According to the Ministry of Commerce, the top three major commodities imported from China are mechanical and electrical products, chemical products and base metals and products. Among them, the import volume of mechanical and electrical products was US $33.83 billion, down 8.6%, accounting for 49.5% of India's total imports from China. Among India's exports to China, mechanical and electrical products are the third largest category of commodities, with an export volume of US $1.66 billion in 2019, an increase of 21.6%, accounting for 9.7% of India's total exports to China.

In a press conference in early July, Indian power Minister Manmohan Singh said the government planned to pass the requirements on state-owned power Finance Corp and Indian renewable energy development The agency has offered low interest loans to power companies that purchase parts and equipment in India to encourage local purchases, and said it has asked the domestic industry to see what imported alternatives local manufacturers can offer.
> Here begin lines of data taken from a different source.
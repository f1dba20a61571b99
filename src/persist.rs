use std::fs::{self, File};
use std::io::{self, BufWriter, Write};
use std::path::{Path, PathBuf};
use std::time::Instant;

use tracing::debug;

use crate::model::Building;
use crate::registry::StoreError;

/// Where the registry loads its dataset from and writes it back to.
///
/// `save` always receives the complete building collection; implementations
/// replace whatever they held before.
pub trait Backend {
    fn load(&self) -> Result<Vec<Building>, StoreError>;
    fn save(&mut self, buildings: &[Building]) -> Result<(), StoreError>;
}

/// Whole-dataset JSON file.
///
/// A missing or empty file loads as an empty dataset. Saves go to a sibling
/// `.tmp` file which is then renamed over the target.
#[derive(Debug, Clone)]
pub struct JsonFile {
    path: PathBuf,
}

impl JsonFile {
    pub fn new(path: impl Into<PathBuf>) -> Self {
        Self { path: path.into() }
    }

    pub fn path(&self) -> &Path {
        &self.path
    }

    fn tmp_path(&self) -> PathBuf {
        let mut name = self.path.file_name().unwrap_or_default().to_os_string();
        name.push(".tmp");
        self.path.with_file_name(name)
    }

    fn write_and_swap(&self, tmp_path: &Path, buildings: &[Building]) -> io::Result<()> {
        let mut writer = BufWriter::new(File::create(tmp_path)?);
        write_json(&mut writer, buildings)?;
        writer.get_ref().sync_all()?;
        drop(writer);
        fs::rename(tmp_path, &self.path)
    }
}

/// Errors from the writer surface as I/O, never as a malformed document.
fn write_json(writer: &mut impl Write, buildings: &[Building]) -> io::Result<()> {
    serde_json::to_writer(&mut *writer, buildings).map_err(io::Error::from)?;
    writer.flush()
}

impl Backend for JsonFile {
    fn load(&self) -> Result<Vec<Building>, StoreError> {
        let text = match fs::read_to_string(&self.path) {
            Ok(t) => t,
            Err(e) if e.kind() == io::ErrorKind::NotFound => return Ok(Vec::new()),
            Err(e) => return Err(e.into()),
        };
        if text.trim().is_empty() {
            return Ok(Vec::new());
        }
        Ok(serde_json::from_str(&text)?)
    }

    fn save(&mut self, buildings: &[Building]) -> Result<(), StoreError> {
        let started = Instant::now();
        let tmp_path = self.tmp_path();
        if let Err(e) = self.write_and_swap(&tmp_path, buildings) {
            let _ = fs::remove_file(&tmp_path);
            return Err(e.into());
        }

        let elapsed = started.elapsed();
        metrics::histogram!(crate::observability::PERSIST_DURATION_SECONDS)
            .record(elapsed.as_secs_f64());
        debug!(path = %self.path.display(), buildings = buildings.len(), ?elapsed, "data file written");
        Ok(())
    }
}

/// Keeps the last saved snapshot in memory.
#[derive(Debug, Clone, Default)]
pub struct MemoryBackend {
    snapshot: Vec<Building>,
    saves: u64,
}

impl MemoryBackend {
    pub fn new() -> Self {
        Self::default()
    }

    /// Start from an existing dataset, as if it had been loaded from disk.
    pub fn with_buildings(buildings: Vec<Building>) -> Self {
        Self { snapshot: buildings, saves: 0 }
    }

    pub fn snapshot(&self) -> &[Building] {
        &self.snapshot
    }

    /// Number of completed saves.
    pub fn saves(&self) -> u64 {
        self.saves
    }
}

impl Backend for MemoryBackend {
    fn load(&self) -> Result<Vec<Building>, StoreError> {
        Ok(self.snapshot.clone())
    }

    fn save(&mut self, buildings: &[Building]) -> Result<(), StoreError> {
        self.snapshot = buildings.to_vec();
        self.saves += 1;
        Ok(())
    }
}
use std::time::{Duration, Instant};

use chrono::{NaiveDate, TimeDelta};
use ulid::Ulid;

use roombook::{Registry, Reservation, Room};

const BUILDINGS: usize = 10;
const ROOMS_PER_BUILDING: usize = 10;
const RESERVATIONS_PER_ROOM: usize = 20;

fn percentile(sorted: &[Duration], p: f64) -> Duration {
    if sorted.is_empty() {
        return Duration::ZERO;
    }
    let idx = ((sorted.len() as f64) * p / 100.0) as usize;
    sorted[idx.min(sorted.len() - 1)]
}

fn print_latency(label: &str, latencies: &mut [Duration]) {
    latencies.sort();
    let total: Duration = latencies.iter().sum();
    let avg = total / latencies.len() as u32;
    println!("  {label}:");
    println!(
        "    n={}, avg={:.2}ms, p50={:.2}ms, p95={:.2}ms, p99={:.2}ms, max={:.2}ms",
        latencies.len(),
        avg.as_secs_f64() * 1000.0,
        percentile(latencies, 50.0).as_secs_f64() * 1000.0,
        percentile(latencies, 95.0).as_secs_f64() * 1000.0,
        percentile(latencies, 99.0).as_secs_f64() * 1000.0,
        latencies.last().unwrap().as_secs_f64() * 1000.0,
    );
}

fn main() {
    let dir = std::env::temp_dir().join(format!("roombook_bench_{}", Ulid::new()));
    std::fs::create_dir_all(&dir).unwrap();
    let path = dir.join("buildings.json");
    let mut reg = Registry::open(&path).unwrap();

    println!("roombook persist bench ({})", path.display());

    let mut rooms = Vec::new();
    let mut setup = Vec::new();
    for b in 0..BUILDINGS {
        let started = Instant::now();
        let building_id = reg.add_building(format!("Building {b}")).unwrap().id();
        setup.push(started.elapsed());
        for r in 0..ROOMS_PER_BUILDING {
            let started = Instant::now();
            let room_id = reg
                .add_room(Room::new(building_id, format!("Room {b}.{r}")))
                .unwrap()
                .id();
            setup.push(started.elapsed());
            rooms.push((building_id, room_id));
        }
    }
    print_latency("add building/room", &mut setup);

    // One hour slots back to back, so every add runs the full overlap scan.
    let base = NaiveDate::from_ymd_opt(2024, 1, 1)
        .unwrap()
        .and_hms_opt(8, 0, 0)
        .unwrap();
    let mut adds = Vec::new();
    for slot in 0..RESERVATIONS_PER_ROOM {
        let start = base + TimeDelta::hours(slot as i64);
        let end = start + TimeDelta::hours(1);
        for &(building_id, room_id) in &rooms {
            let started = Instant::now();
            reg.add_reservation(Reservation::new(building_id, room_id, "bench", start, end))
                .unwrap();
            adds.push(started.elapsed());
        }
    }
    print_latency("add reservation", &mut adds);

    let mut conflicts = Vec::new();
    for &(building_id, room_id) in &rooms {
        let started = Instant::now();
        let result = reg.add_reservation(Reservation::new(
            building_id,
            room_id,
            "clash",
            base,
            base + TimeDelta::minutes(30),
        ));
        conflicts.push(started.elapsed());
        assert!(result.is_err());
    }
    print_latency("rejected reservation", &mut conflicts);

    let size = std::fs::metadata(&path).map(|m| m.len()).unwrap_or(0);
    println!(
        "  final dataset: {} reservations, {} bytes on disk",
        reg.reservations().count(),
        size
    );

    let _ = std::fs::remove_dir_all(&dir);
}
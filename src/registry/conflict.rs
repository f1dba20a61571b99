use crate::model::*;

use super::StoreError;

/// Local wall-clock time, the reference for "active" and "upcoming".
pub fn now() -> Timestamp {
    chrono::Local::now().naive_local()
}

pub(crate) fn validate_range(range: &TimeRange) -> Result<(), StoreError> {
    if !range.is_valid() {
        return Err(StoreError::InvalidRange {
            start: range.start,
            end: range.end,
        });
    }
    Ok(())
}

/// Any reservation in the room overlapping `range` is a conflict.
/// Ranges are half-open, so back-to-back bookings pass.
pub(crate) fn check_no_conflict(room: &Room, range: &TimeRange) -> Result<(), StoreError> {
    match room.overlapping(range).next() {
        Some(existing) => Err(StoreError::Conflict(existing.id())),
        None => Ok(()),
    }
}
// ── Mutation metrics ────────────────────────────────────────────

/// Counter: successful mutations. Labels: entity, op.
pub const MUTATIONS_TOTAL: &str = "roombook_mutations_total";

/// Counter: reservation adds/edits turned away. Labels: reason.
pub const RESERVATIONS_REJECTED_TOTAL: &str = "roombook_reservations_rejected_total";

// ── Persistence metrics ─────────────────────────────────────────

/// Histogram: whole-file rewrite duration in seconds.
pub const PERSIST_DURATION_SECONDS: &str = "roombook_persist_duration_seconds";

/// Counter: parent-ID back-references corrected by the repair pass.
pub const IDS_REPAIRED_TOTAL: &str = "roombook_ids_repaired_total";

#[derive(Debug, Clone, Copy, PartialEq, Eq)]
pub enum Entity {
    Building,
    Room,
    Reservation,
}

#[derive(Debug, Clone, Copy, PartialEq, Eq)]
pub enum Op {
    Add,
    Edit,
    Remove,
}

/// Map an entity to a short label for metrics.
pub fn entity_label(entity: Entity) -> &'static str {
    match entity {
        Entity::Building => "building",
        Entity::Room => "room",
        Entity::Reservation => "reservation",
    }
}

/// Map an operation to a short label for metrics.
pub fn op_label(op: Op) -> &'static str {
    match op {
        Op::Add => "add",
        Op::Edit => "edit",
        Op::Remove => "remove",
    }
}

pub(crate) fn record_mutation(entity: Entity, op: Op) {
    metrics::counter!(MUTATIONS_TOTAL, "entity" => entity_label(entity), "op" => op_label(op))
        .increment(1);
}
At that time, for photovoltaic cells and modules, India announced a 25% protection tax on solar cells and modules imported from China and Malaysia to protect domestic battery and module manufacturers. The tariff rate is 25% in the first year and gradually reduced in the second year by 5% every six months until July 31, 2020.

Previously, the times of India reported that due to the delay in customs clearance of goods entering India, the goods were overstocked at the port, which hindered the implementation of photovoltaic projects in Rajasthan and other regions of India. Suman Kumar, President of the solar energy association in Rajasthan, India, was quoted by the media as saying: "many solar developers' goods are stuck, and if they are not released as soon as possible, the progress of the project will be affected. Most importantly, it will also delay the country's much-needed economic restart. "

At present, Indian officials have not given a clear explanation for this move. Customs authorities told importers that there would be delays in customs clearance of Chinese goods, but gave no reason. The central tax department said it had not issued an order to restrict Chinese goods. A number of component export enterprises told EO that although the media reported that components were affected by customs clearance in gebe state, their export sales business in India had not been affected.